# AIS and GPS spoofing creating circles



## Colin Parkinson (19 Apr 2021)

While I think the RCN and RCAF are likely ready for a loss of GPS (I hope the USN is as well) I suspect the loss of GPS/AIS will really play havoc with the various merchant fleets, who many do not have the crew or the training to watchkeep without it. Also will have greater impacts as unmanned vessels come online.











						Mystery unsolved: ghost ships circling off California
					

Circle spoofing is an advanced form of GPS manipulation – but nobody knows exactly how, or why.




					bigthink.com


----------



## blacktriangle (19 Apr 2021)

The potential for exploiting/manipulating GPS, as well as the vulnerability of the orbital infrastructure itself dictate that forces should be prepared to operate without it. I expect there will be greater focus on INS for various applications in the coming years, as well as more emphasis on getting back to basics.
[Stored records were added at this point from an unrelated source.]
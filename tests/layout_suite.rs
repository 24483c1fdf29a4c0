use std::collections::BTreeMap;
use std::path::Path;

use pedigree_layout::render::render_svg;
use pedigree_layout::theme::Theme;
use pedigree_layout::{
    Layout, LayoutConfig, LayoutOptions, Pedigree, PedigreeDocument, PedigreeLayouter, Person,
    Relationship, Sex, compute_layout,
};

const TOLERANCE: f32 = 1e-3;

fn load_fixture(name: &str) -> Pedigree {
    let path = Path::new(env!("CARGO_MANIFEST_DIR"))
        .join("tests")
        .join("fixtures")
        .join(name);
    let input = std::fs::read_to_string(&path).expect("fixture read failed");
    let document: PedigreeDocument = serde_json::from_str(&input).expect("fixture parse failed");
    Pedigree::from_document(document)
}

fn are_spouses(pedigree: &Pedigree, a: &str, b: &str) -> bool {
    pedigree.relationships.iter().any(|rel| rel.joins(a, b))
        || [(a, b), (b, a)].iter().any(|(x, y)| {
            pedigree
                .person(x)
                .is_some_and(|p| p.spouses.iter().any(|s| s == y))
        })
}

fn share_parent(pedigree: &Pedigree, a: &str, b: &str) -> bool {
    let (Some(a), Some(b)) = (pedigree.person(a), pedigree.person(b)) else {
        return false;
    };
    [&a.father, &a.mother]
        .into_iter()
        .flatten()
        .any(|parent| b.father.as_ref() == Some(parent) || b.mother.as_ref() == Some(parent))
}

/// Every adjacent pair in every generation respects its minimum gap.
fn assert_no_collisions(layout: &Layout, pedigree: &Pedigree, config: &LayoutConfig, name: &str) {
    for (level, row) in layout.generations.iter().enumerate() {
        let mut nodes: Vec<_> = row.iter().filter_map(|id| layout.node(id)).collect();
        nodes.sort_by(|a, b| a.x.total_cmp(&b.x));
        for pair in nodes.windows(2) {
            let gap = if are_spouses(pedigree, &pair[0].id, &pair[1].id) {
                config.spouse_spacing
            } else if share_parent(pedigree, &pair[0].id, &pair[1].id) {
                config.sibling_spacing
            } else {
                config.horizontal_spacing
            };
            let distance = pair[1].x - pair[0].x;
            assert!(
                distance >= config.node_width + gap - TOLERANCE,
                "{name}: {} and {} in generation {level} are {distance} apart",
                pair[0].id,
                pair[1].id
            );
        }
    }
}

fn assert_generation_constraints(layout: &Layout, pedigree: &Pedigree, name: &str) {
    let generation = |id: &str| layout.node(id).map(|node| node.generation);
    for person in pedigree.persons_in_order() {
        let Some(own) = generation(&person.id) else {
            continue;
        };
        for parent in [&person.father, &person.mother].into_iter().flatten() {
            if let Some(parent_generation) = generation(parent) {
                assert!(
                    own > parent_generation,
                    "{name}: {} is not below its parent {parent}",
                    person.id
                );
            }
        }
        for spouse in &person.spouses {
            if let Some(spouse_generation) = generation(spouse) {
                assert_eq!(own, spouse_generation, "{name}: {} and {spouse}", person.id);
            }
        }
    }
    for rel in &pedigree.relationships {
        if let (Some(a), Some(b)) = (generation(&rel.person1), generation(&rel.person2)) {
            assert_eq!(a, b, "{name}: relationship {}", rel.id);
        }
    }
}

fn assert_centered(layout: &Layout, config: &LayoutConfig) {
    assert!(layout.bounds.center_x().abs() < TOLERANCE);
    assert!((layout.bounds.min_y - config.top_margin).abs() < TOLERANCE);
}

#[test]
fn layout_all_fixtures() {
    let config = LayoutConfig::default();
    // Keep this list explicit so new fixtures must be added intentionally.
    let acyclic = [
        "couple.json",
        "nuclear.json",
        "half_siblings.json",
        "consanguinity.json",
    ];
    for name in acyclic {
        let pedigree = load_fixture(name);
        let layout = compute_layout(&pedigree, &config);
        assert_eq!(layout.nodes.len(), pedigree.len(), "{name}");
        assert_generation_constraints(&layout, &pedigree, name);
        assert_no_collisions(&layout, &pedigree, &config, name);
        assert_centered(&layout, &config);

        let svg = render_svg(&layout, &pedigree, &Theme::classic());
        assert!(svg.contains("<svg"), "{name}: missing <svg tag");
        assert!(svg.contains("</svg>"), "{name}: missing </svg tag");
    }
}

#[test]
fn married_couple_without_children() {
    let pedigree = load_fixture("couple.json");
    let layout = compute_layout(&pedigree, &LayoutConfig::default());
    let a = layout.node("A").unwrap();
    let b = layout.node("B").unwrap();
    assert_eq!((a.generation, b.generation), (0, 0));
    assert_eq!(a.y, b.y);
    assert!((b.x - a.x - 110.0).abs() < TOLERANCE);
}

#[test]
fn children_centered_under_parents() {
    let pedigree = load_fixture("nuclear.json");
    let config = LayoutConfig::default();
    let layout = compute_layout(&pedigree, &config);
    let node = |id: &str| layout.node(id).unwrap();
    assert_eq!(node("C").generation, 1);
    assert_eq!(node("D").generation, 1);
    let parents_mid = (node("A").x + node("B").x) / 2.0;
    let children_mid = (node("C").x + node("D").x) / 2.0;
    assert!((parents_mid - children_mid).abs() <= config.safe_offset_step);
    assert!(node("C").y > node("A").y);
    assert_eq!(node("A").y, node("B").y);
}

#[test]
fn shared_partner_between_both_spouses() {
    let pedigree = load_fixture("half_siblings.json");
    let config = LayoutConfig::default();
    let layout = compute_layout(&pedigree, &config);
    assert_eq!(layout.generations[0], vec!["F", "E", "G"]);
    let occurrences = layout.generations.iter().flatten().filter(|id| *id == "E").count();
    assert_eq!(occurrences, 1);
    let order = |id: &str| layout.node(id).unwrap().order;
    assert_eq!(order("E"), order("F") + 1);
    assert_eq!(order("G"), order("E") + 1);
    assert_no_collisions(&layout, &pedigree, &config, "half_siblings");

    let x = |id: &str| layout.node(id).unwrap().x;
    let first_children = (x("C1") + x("C2")) / 2.0;
    assert!((first_children - (x("F") + x("E")) / 2.0).abs() <= config.safe_offset_step);
    assert!((x("C3") - (x("E") + x("G")) / 2.0).abs() <= config.safe_offset_step);
}

fn narrowing_pedigree(reverse: bool) -> Pedigree {
    let founders: Vec<String> = (0..8).map(|i| format!("f{i}")).collect();
    let middle: Vec<String> = (0..4).map(|i| format!("c{i}")).collect();
    let grand: Vec<String> = (0..2).map(|i| format!("g{i}")).collect();
    let proband = "d".to_string();
    let mut ids: Vec<&String> = founders
        .iter()
        .chain(&middle)
        .chain(&grand)
        .chain([&proband])
        .collect();
    if reverse {
        ids.reverse();
    }

    let mut pedigree = Pedigree::new();
    for (idx, id) in ids.iter().enumerate() {
        let sex = if id.as_str() == "d" {
            Sex::Unknown
        } else if id[1..].parse::<usize>().unwrap_or(idx) % 2 == 0 {
            Sex::Male
        } else {
            Sex::Female
        };
        pedigree.add_person(Person::new(id.as_str(), sex)).unwrap();
    }
    let mut couple = |id: String, a: &str, b: &str, child: &str| {
        pedigree
            .add_relationship(Relationship::new(id, a, b).with_children([child]))
            .unwrap();
    };
    for i in 0..4 {
        couple(
            format!("r0{i}"),
            &founders[2 * i],
            &founders[2 * i + 1],
            &middle[i],
        );
    }
    for i in 0..2 {
        couple(format!("r1{i}"), &middle[2 * i], &middle[2 * i + 1], &grand[i]);
    }
    couple("r2".to_string(), &grand[0], &grand[1], &proband);
    pedigree
}

#[test]
fn four_generations_narrowing_to_one() {
    let pedigree = narrowing_pedigree(false);
    let config = LayoutConfig::default();
    let layout = compute_layout(&pedigree, &config);
    let sizes: Vec<usize> = layout.generations.iter().map(Vec::len).collect();
    assert_eq!(sizes, vec![8, 4, 2, 1]);
    assert_eq!(layout.node("d").unwrap().generation, 3);
    assert_no_collisions(&layout, &pedigree, &config, "narrowing");
    assert_generation_constraints(&layout, &pedigree, "narrowing");
    assert_centered(&layout, &config);
}

#[test]
fn generations_ignore_insertion_order() {
    let config = LayoutConfig::default();
    let forward = compute_layout(&narrowing_pedigree(false), &config);
    let backward = compute_layout(&narrowing_pedigree(true), &config);
    let generations = |layout: &Layout| -> BTreeMap<String, usize> {
        layout
            .nodes
            .iter()
            .map(|(id, node)| (id.clone(), node.generation))
            .collect()
    };
    assert_eq!(generations(&forward), generations(&backward));
}

#[test]
fn corrupt_parent_cycles_terminate() {
    let pedigree = load_fixture("corrupt_cycle.json");
    let config = LayoutConfig::default();
    let layout = compute_layout(&pedigree, &config);
    assert_eq!(layout.nodes.len(), 4);
    for node in layout.nodes.values() {
        assert!(node.x.is_finite() && node.y.is_finite(), "{}", node.id);
        assert!(node.generation < layout.generations.len());
    }
    assert_no_collisions(&layout, &pedigree, &config, "corrupt_cycle");
}

#[test]
fn layout_is_idempotent() {
    let pedigree = load_fixture("consanguinity.json");
    let layouter = PedigreeLayouter::default();
    let first = layouter.layout(&pedigree);
    let second = layouter.layout(&pedigree);
    assert_eq!(first, second);
}

#[test]
fn dangling_references_are_skipped() {
    let document: PedigreeDocument = serde_json::from_str(
        r#"{
            "persons": [
                { "id": "kid", "father": "ghost", "mother": "mum" },
                { "id": "mum", "sex": "female", "spouses": ["nobody"] }
            ],
            "relationships": [
                { "id": "r", "person1": "mum", "person2": "ghost", "children": ["kid", "other"] }
            ]
        }"#,
    )
    .unwrap();
    let pedigree = Pedigree::from_document(document);
    let layout = compute_layout(&pedigree, &LayoutConfig::default());
    assert_eq!(layout.nodes.len(), 2);
    assert_eq!(layout.node("mum").unwrap().generation, 0);
    assert_eq!(layout.node("kid").unwrap().generation, 1);
    assert!(layout.node("ghost").is_none());
}

#[test]
fn removing_a_person_drops_it_from_the_layout() {
    let mut pedigree = load_fixture("nuclear.json");
    pedigree.remove_person("B").unwrap();
    assert!(pedigree.person("C").unwrap().mother.is_none());
    assert!(pedigree.relationship("r1").is_none());
    let layout = compute_layout(&pedigree, &LayoutConfig::default());
    assert!(layout.node("B").is_none());
    assert_eq!(layout.node("C").unwrap().generation, 1);
}

#[test]
fn placements_written_back_on_request() {
    let mut pedigree = load_fixture("nuclear.json");
    let layout = compute_layout(&pedigree, &LayoutConfig::default());
    assert!(pedigree.person("A").unwrap().placement.is_none());
    pedigree.apply_layout(&layout);
    let placement = pedigree.person("D").unwrap().placement.unwrap();
    let node = layout.node("D").unwrap();
    assert_eq!(placement.generation, node.generation);
    assert_eq!((placement.x, placement.y), (node.x, node.y));
}

#[test]
fn options_update_between_passes() {
    let pedigree = load_fixture("couple.json");
    let mut layouter = PedigreeLayouter::default();
    let before = layouter.layout(&pedigree);
    layouter.set_options(&LayoutOptions {
        spouse_spacing: Some(90.0),
        vertical_spacing: Some(-1.0),
        ..Default::default()
    });
    let after = layouter.layout(&pedigree);
    let spread = |layout: &Layout| layout.node("B").unwrap().x - layout.node("A").unwrap().x;
    assert!((spread(&before) - 110.0).abs() < TOLERANCE);
    assert!((spread(&after) - 140.0).abs() < TOLERANCE);
    assert_eq!(layouter.options().vertical_spacing, 100.0);
}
There are also efforts underway to improve the resiliency of GPS for military applications, with great power competition as the driving force.

I'm willing to bet there are plenty of holes in the technology civilian shipping uses...probably time for folks to seriously lean in, and start looking, rather than wait for something to happen. But $$$...


----------



## YZT580 (19 Apr 2021)

GPS is the system being relied upon by civil aviation authorities to reduce separation in a non-radar environment.  NavCanada has been a big proponent as it enables increased traffic over the Atlantic and in our north country as well without the expense of installing radar units anywhere.  If the system can be easily spoofed and the aircraft being spoofed is unable to detect it the continued use of GPS would become very risky from an insurance viewpoint.


----------



## Colin Parkinson (19 Apr 2021)

Time to dust off the differential GPS system......


----------



## SupersonicMax (19 Apr 2021)

Well, I wouldn’t worry too top much about spoofing any military receivers.  Jamming perhaps (but even then...) but not spoofing.

Edit:  here’s a link to an old but relevant RAND analysis of GPS: https://apps.dtic.mil/sti/pdfs/ADA305283.pdf


----------



## blacktriangle (19 Apr 2021)

SupersonicMax said:


> Well, I wouldn’t worry too top much about spoofing any military receivers.  Jamming perhaps (but even then...) but not spoofing.
> 
> Edit:  here’s a link to an old but relevant RAND analysis of GPS: https://apps.dtic.mil/sti/pdfs/ADA305283.pdf


For sure. I'd be more worried about threats/vulnerabilities relating to the control & space segments than the integrity of the GPS signal/receiver.

Also - Russia & China face similar risks to their own infrastructure, so that's a plus.


----------